Когда правительство и ЦК партии переехали в Москву, мне пришлось остаться в Петербурге вследствие болезни моего 90-летнего отца.

Отец умер в мае 1918 г. Я написала об этом Клавдии Тимофеевне Новгородцевой (Свердловой) и в связи с этим получила следующее письмо от Якова Михайловича Свердлова:

«Милая Елена Дмитриевна!

Хочется написать Вам несколько теплых слов. Я знаю, что тяжелую личную утрату Вы пережили. Не склонен говорить слова утешения. Хочу лишь, чтобы Вы почувствовали, что не со всеми товарищами Вы связаны исключительно узами общности мировоззрения, дружной идейной работы. Скажу о себе. У меня очень теплое, дружеское к Вам отношение, совершенно независимое от наших партийных связей. И не я один ценю в Вас милого, отзывчивого друга — товарища. Не все личные связи порваны. И без кровного родства есть глубокое дружеское родство. Крепко целую.

Ваш Яков».

После отъезда правительства в Москву главою ВЧК был М. С. Урицкий. Партийный большевистский билет вручала ему я. 30 августа 1918 г. он был убит контрреволюционерами. За несколько дней до этого он подарил мне свою карточку с надписью: «Е. Д. Стасовой от „молодого коммуниста“».

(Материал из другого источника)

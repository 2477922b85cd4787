use std::time::Duration;

use crate::animation::timing::{PETAL_COUNT, PETAL_WINDOW};

/// Which petal bitmap a sequence entry uses.
#[derive(Clone, Copy, Debug, PartialEq, Eq, Hash, serde::Serialize)]
pub enum PetalImage {
    /// Drawn from the front-petal bitmap.
    Front,
    /// Drawn from the back-petal bitmap.
    Back,
}

/// One entry of the fixed petal sequence.
#[derive(Clone, Copy, Debug, PartialEq, serde::Serialize)]
pub struct PetalSpec {
    /// Front or back bitmap.
    pub image: PetalImage,
    /// Direction from the flower centre, clockwise from +x in y-down space.
    pub angle_degrees: f64,
    /// Position in the fade-in order.
    pub sequence_index: usize,
}

/// Build the 16-entry petal sequence.
///
/// Front petals sit at multiples of 45°, back petals halfway between them; the order
/// alternates back/front (`back0, front0, back1, front1, ...`) so the two layers open in turn.
pub fn build_petal_sequence() -> [PetalSpec; PETAL_COUNT] {
    std::array::from_fn(|sequence_index| {
        let pair = (sequence_index / 2) as f64;
        let angle_front = pair * 45.0;
        if sequence_index % 2 == 0 {
            PetalSpec {
                image: PetalImage::Back,
                angle_degrees: angle_front + 22.5,
                sequence_index,
            }
        } else {
            PetalSpec {
                image: PetalImage::Front,
                angle_degrees: angle_front,
                sequence_index,
            }
        }
    })
}

/// Opacity (0..=255) of petal `index` after `petal_elapsed` of the sequence.
///
/// Petal `i` fades in linearly over `[i × window, (i + 1) × window)` and stays opaque after.
pub fn petal_alpha(index: usize, petal_elapsed: Duration) -> u8 {
    let window = PETAL_WINDOW.as_nanos();
    let start = window * index as u128;
    let end = start + window;
    let elapsed = petal_elapsed.as_nanos();

    if elapsed < start {
        0
    } else if elapsed >= end {
        255
    } else {
        // Truncating, so a petal is fully opaque only once its window has closed.
        ((elapsed - start) * 255 / window) as u8
    }
}

#[cfg(test)]
#[path = "../../tests/unit/animation/petals.rs"]
mod tests;
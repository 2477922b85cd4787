use std::path::{Path, PathBuf};

use anyhow::Context as _;

use crate::encode::ffmpeg::ensure_parent_dir;
use crate::encode::sink::{FrameSink, SinkConfig, SinkLifecycle};
use crate::foundation::core::FrameIndex;
use crate::foundation::error::{SunflowerError, SunflowerResult};
use crate::foundation::math::unpremultiply_rgba8_in_place;
use crate::render::backend::FrameRGBA;

/// Writes each frame to `<dir>/<prefix><index>.png`, index zero-padded to six digits.
pub struct PngSequenceSink {
    dir: PathBuf,
    prefix: String,
    lifecycle: SinkLifecycle,
    written: Vec<PathBuf>,
    scratch: Vec<u8>,
}

impl PngSequenceSink {
    /// Sink writing into `dir` with the `frame_` prefix.
    pub fn new(dir: impl Into<PathBuf>) -> Self {
        Self {
            dir: dir.into(),
            prefix: "frame_".to_owned(),
            lifecycle: SinkLifecycle::default(),
            written: Vec::new(),
            scratch: Vec::new(),
        }
    }

    /// Replace the file name prefix.
    pub fn with_prefix(mut self, prefix: impl Into<String>) -> Self {
        self.prefix = prefix.into();
        self
    }

    /// Path a frame with index `idx` is written to.
    pub fn frame_path(&self, idx: FrameIndex) -> PathBuf {
        self.dir.join(format!("{}{:06}.png", self.prefix, idx.0))
    }

    /// Files written since the last `begin`.
    pub fn written(&self) -> &[PathBuf] {
        &self.written
    }
}

impl FrameSink for PngSequenceSink {
    fn begin(&mut self, cfg: SinkConfig) -> SunflowerResult<()> {
        self.lifecycle.start("png", cfg)?;
        std::fs::create_dir_all(&self.dir).with_context(|| {
            format!("failed to create output directory '{}'", self.dir.display())
        })?;
        self.written.clear();
        Ok(())
    }

    fn push_frame(&mut self, idx: FrameIndex, frame: &FrameRGBA) -> SunflowerResult<()> {
        self.lifecycle.accept("png", idx, frame)?;
        let path = self.frame_path(idx);
        write_png(&path, frame, &mut self.scratch)?;
        self.written.push(path);
        Ok(())
    }

    fn end(&mut self) -> SunflowerResult<()> {
        self.lifecycle.finish("png")?;
        tracing::debug!(dir = %self.dir.display(), frames = self.written.len(), "png sequence written");
        Ok(())
    }

    fn abort(&mut self) {
        // Frames already on disk are kept for inspection.
        self.lifecycle = SinkLifecycle::default();
        tracing::debug!(dir = %self.dir.display(), frames = self.written.len(), "png sequence aborted");
    }
}

/// Write one frame as a straight-alpha PNG.
pub fn write_png(path: &Path, frame: &FrameRGBA, scratch: &mut Vec<u8>) -> SunflowerResult<()> {
    if frame.data.len() != frame.width as usize * frame.height as usize * 4 {
        return Err(SunflowerError::validation(
            "frame.data size mismatch with width*height*4",
        ));
    }
    scratch.clear();
    scratch.extend_from_slice(&frame.data);
    if frame.premultiplied {
        unpremultiply_rgba8_in_place(scratch);
    }

    ensure_parent_dir(path)?;
    image::save_buffer_with_format(
        path,
        scratch,
        frame.width,
        frame.height,
        image::ColorType::Rgba8,
        image::ImageFormat::Png,
    )
    .with_context(|| format!("write png '{}'", path.display()))?;
    Ok(())
}

#[cfg(test)]
#[path = "../../tests/unit/encode/png.rs"]
mod tests;
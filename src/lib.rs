//! Sunflower is a short, tap-to-replay growth animation: a stem rises from the bottom edge,
//! leaves unfurl, sixteen petals fade in around the flower head, and a photo grows out of its
//! centre, after which a "start again" button waits for a tap.
//!
//! # Pipeline overview
//!
//! 1. **Evaluate**: `AnimationState + Instant -> StageSnapshot` (which stages started, how far along)
//! 2. **Lay out**: `StageSnapshot + Canvas + AssetSet -> SceneGeometry`
//! 3. **Compose**: `SceneGeometry -> FramePlan` (ordered, backend-agnostic draw calls)
//! 4. **Render**: `FramePlan -> FrameRGBA` through any [`DrawSurface`] (CPU surface included)
//! 5. **Encode** (optional): PNG sequences, or MP4 through the system `ffmpeg` binary
//!
//! [`Sunflower`] bundles steps 1-3 behind `tick` and `pointer_down`; [`Player`] drives it at a
//! fixed frame rate for headless output.
//!
//! Every evaluation takes a single clock sample, so all elements in a frame agree on time.
#![forbid(unsafe_code)]
#![deny(missing_docs)]
#![allow(missing_docs_in_private_items)]

mod animation;
mod assets;
mod compose;
mod config;
mod encode;
mod foundation;
mod geometry;
mod render;
mod session;

pub use animation::petals::{PetalImage, PetalSpec, build_petal_sequence, petal_alpha};
pub use animation::state::{AnimationState, Phase, StageSnapshot};
pub use animation::timing::{
    LEAF_DURATION, PETAL_COUNT, PETAL_TOTAL_DURATION, PETAL_WINDOW, PHOTO_DURATION,
    STEM_DURATION, progress,
};
pub use assets::decode::decode_image;
pub use assets::store::{AssetKind, AssetSet, PreparedImage, normalize_rel_path};
pub use assets::text::{PreparedText, TextAlign, TextBrushRgba8, TextLayoutEngine};
pub use compose::compositor::{FrameStyle, compose_frame};
pub use compose::plan::{DrawOp, FramePlan, TextOp, TextPlacement};
pub use compose::restart::RestartControl;
pub use config::model::{AssetPaths, SunflowerConfig, TextContent};
pub use encode::ffmpeg::{FfmpegSink, FfmpegSinkOpts, ensure_parent_dir, is_ffmpeg_on_path};
pub use encode::png::{PngSequenceSink, write_png};
pub use encode::sink::{FrameSink, InMemorySink, SinkConfig};
pub use foundation::core::{
    Affine, Canvas, Fps, FrameIndex, Point, Rect, Rgba8, Transform2D, Vec2,
};
pub use foundation::error::{SunflowerError, SunflowerResult};
pub use geometry::layout::{
    HeadGeometry, LeafPlacement, LeafSide, PetalPlacement, PhotoPlacement, SceneGeometry,
    StemPlacement, check_fit, compute_geometry,
};
pub use render::backend::{DrawSurface, FrameRGBA, execute_plan};
pub use render::cpu::CpuSurface;
pub use session::player::{PlaybackOpts, PlaybackSummary, Player, ScriptedTap};
pub use session::sunflower::{Sunflower, Tick};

В кабинете Урицкого пришлось мне однажды побывать и в качестве «арестованной» вместе с Михаилом Ивановичем Калининым. Летом 1918 г. мы как-то задержались в Смольном, вероятно, на каком-нибудь заседании. М. И. Калинин предложил подвезти меня на своей машине, так как он жил на Васильевском острове, а я — в гостинице «Астория». Ехали мы в такой час, когда на улицах уже были патрули, которые имели право останавливать любую машину и проверять документы шофера и едущих в машине. Когда мы выезжали из Смольного, шофер попросил у Михаила Ивановича позволения подвезти своего товарища, и это, конечно, было ему разрешено. Едем мы, и шофер, зная, что везет городского голову (это было уже после перевыборов городской думы), решил форсить и не останавливался на оклики патрулей. Наконец, один из патрулей, видя, что шофер хочет проскочить мимо, вскочил на крыло автомобиля и заставил шофера остановиться. Представьте себе наше удивление, когда оказалось, что спутник шофера был пьян и, кроме того, под сиденьем у них еще оказалось некое количество водки. Патруль, невзирая на наши документы, препроводил нас на Гороховую, в ВЧК. И вот нас, двух ответственных партийных работников, вводят в кабинет Урицкого. Увидев нас, он вытаращил глаза, а потом расхохотался.